Money is an interesting place to think about positive feedback. What even is money? Money is debt. Around 97% of money in circulation was born when a commercial or reserve bank created a new loan. This debt is also an asset. It can be packaged into financial products and sold. These financial products have value because the debt has interest. Treasuries and bonds package federal debt as ‘safe’ investments with a guaranteed payout at expiry. However, debt-based products aren’t always all that, e.g. the 2008 subprime mortgage crisis.

Using debt as the underlying asset supporting the monetary supply creates an interesting dilemma. Money is destined to return to the bank to pay back the loan… plus interest. At any given point in time, the money needed to pay back the interest on circulating money doesn’t exist yet. This creates a loop where banks are required to increase lending and monetary supply to ensure future interest repayments, which requires banks to further increase lending. This is a fairly high level simplification of the system but is the fundamental growth process in monetary supply.

Credit creation is also a fundamental driver of innovation and economic growth. New businesses and technologies require credit to grow and scale. Innovation requires credit creation, which leads to more innovation which requires more credit creation, which leads to more innovation. There is a pretty gnarly positive feedback here on top of an already high growth credit/debt based monetary system. This has all the hallmarks of a potentially hyperbolic economic and financial system.

If we’re approaching a financial black hole, then I reckon we’re well past the event horizon.

Predictions and Analysis

My assertion is that monetary supply and debt are part of a hyperbolic system. If correct then we would expect the following:

  • National debt to have a hyperbolic growth pattern
  • The velocity of money (the number of times a unit of currency is used to buy goods or services) to decrease as more of the money that is created is almost immediately used to service the underlying debt obligation rather than circulate through the economy.
  • The debt to GDP ratio to continually increase as the monetary supply is servicing the debt rather than fuel economic growth.
  • Interest rates to hit at all time record lows as more money creation is needed to fund existing debt obligations and make future debt obligations cheaper.

US federal debt looks hyperbolic

Taking the data from the FRED, we can look at total public debt and do some data exploration. Firstly we can look at the inverse trend for the last 10 years and see if it looks like a negative sloped linear, which is a sign of hyperbolic growth.

There certainly is a fairly linear trend.

We can also look at the data and fit an exponential to a sliding 5 year window. If it were hyperbolic, we would expect the fitted exponent coefficient to get more steep with time. This would suggest that the distribution is super-exponential, perhaps even hyperbolic…

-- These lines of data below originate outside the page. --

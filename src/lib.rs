use axum::{
    Json,
    http::StatusCode,
    response::{IntoResponse, Response},
};
use serde::Serialize;

pub mod assets;
pub mod config;
pub mod error;
pub mod handler;
pub mod model;
pub mod routes;
pub mod storage;

#[derive(Debug, Serialize)]
pub struct ErrorResponse {
    pub error: String,
}

pub fn server_error(msg: &str) -> Response {
    error_response(StatusCode::INTERNAL_SERVER_ERROR, msg)
}

pub fn bad_request(msg: &str) -> Response {
    error_response(StatusCode::BAD_REQUEST, msg)
}

fn error_response(status: StatusCode, msg: &str) -> Response {
    (
        status,
        Json(ErrorResponse {
            error: msg.to_string(),
        }),
    )
        .into_response()
}
use axum::{
    Router,
    extract::Request,
    http::{HeaderValue, Method, StatusCode, header},
    middleware::{self, Next},
    response::Response,
    routing::{delete, get},
};
use tower_http::cors::{Any, CorsLayer};
use tower_http::set_header::SetResponseHeaderLayer;

use crate::assets::{serve_embedded, serve_index};
use crate::handler::{self, AppState};

pub fn router(state: AppState) -> Router {
    let cors = CorsLayer::new()
        .allow_origin(Any)
        .allow_methods([
            Method::GET,
            Method::POST,
            Method::PUT,
            Method::DELETE,
            Method::OPTIONS,
        ])
        .allow_headers([header::CONTENT_TYPE]);

    Router::new()
        .route("/", get(serve_index))
        .route("/healthz", get(handler::healthcheck))
        .route("/api/data", get(handler::get_data))
        .route(
            "/api/playlists",
            get(handler::list_playlists).post(handler::upsert_playlist),
        )
        .route("/api/playlists/", delete(handler::delete_playlist_without_id))
        .route("/api/playlists/*rest", delete(handler::delete_playlist))
        .route(
            "/api/history",
            get(handler::list_history)
                .post(handler::record_history)
                .delete(handler::clear_history),
        )
        .fallback(serve_embedded)
        .layer(cors)
        // CorsLayer only sends these on preflight; keep them on every response.
        .layer(SetResponseHeaderLayer::if_not_present(
            header::ACCESS_CONTROL_ALLOW_METHODS,
            HeaderValue::from_static("GET, POST, PUT, DELETE, OPTIONS"),
        ))
        .layer(SetResponseHeaderLayer::if_not_present(
            header::ACCESS_CONTROL_ALLOW_HEADERS,
            HeaderValue::from_static("Content-Type"),
        ))
        .layer(middleware::from_fn(preflight_no_content))
        .with_state(state)
}

// Every OPTIONS request gets an empty 204; the CORS layer alone answers 200.
async fn preflight_no_content(req: Request, next: Next) -> Response {
    let is_preflight = req.method() == Method::OPTIONS;
    let mut resp = next.run(req).await;
    if is_preflight {
        *resp.status_mut() = StatusCode::NO_CONTENT;
    }
    resp
}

This is in fact what we see.

As for the M2 velocity of money, it is at all time lows.

And the Debt to GDP ratio seriously up-trending.

Finally, interest rates have been at record lows in the 0–0.25% range all around the world for a while. Raising them is almost impossible as it makes the asset class of debt more risky as it becomes more likely the borrowers default. Worse still would be if the GDP itself couldn’t keep up with the interest payments alone.

When does the merry-go-round stop?

If this hyperbolic growth system is true, then the singularity hits around April in 2024. This is even sooner than von Foersters population model!

Of course the situation is a lot more complex and none of the assumptions in this modeling could hold. I personally think that the debt-based monetary system is not sustainable in the long run. Consider, for example, the impossible tight rope that federal reserves around the world are forced to walk right now. Interest rates need to stay low to support debt-based money (and therefore debt-based economic growth) but are also the only tool to battle rising inflationary pressures. What a nightmare.

Needless to say, I’m no expert but just a casual observer with some skin in the game. What I’m casually observing, however, is a complex system with some serious flaws. If we’re approaching a financial black hole, then I reckon we’re well past the event horizon.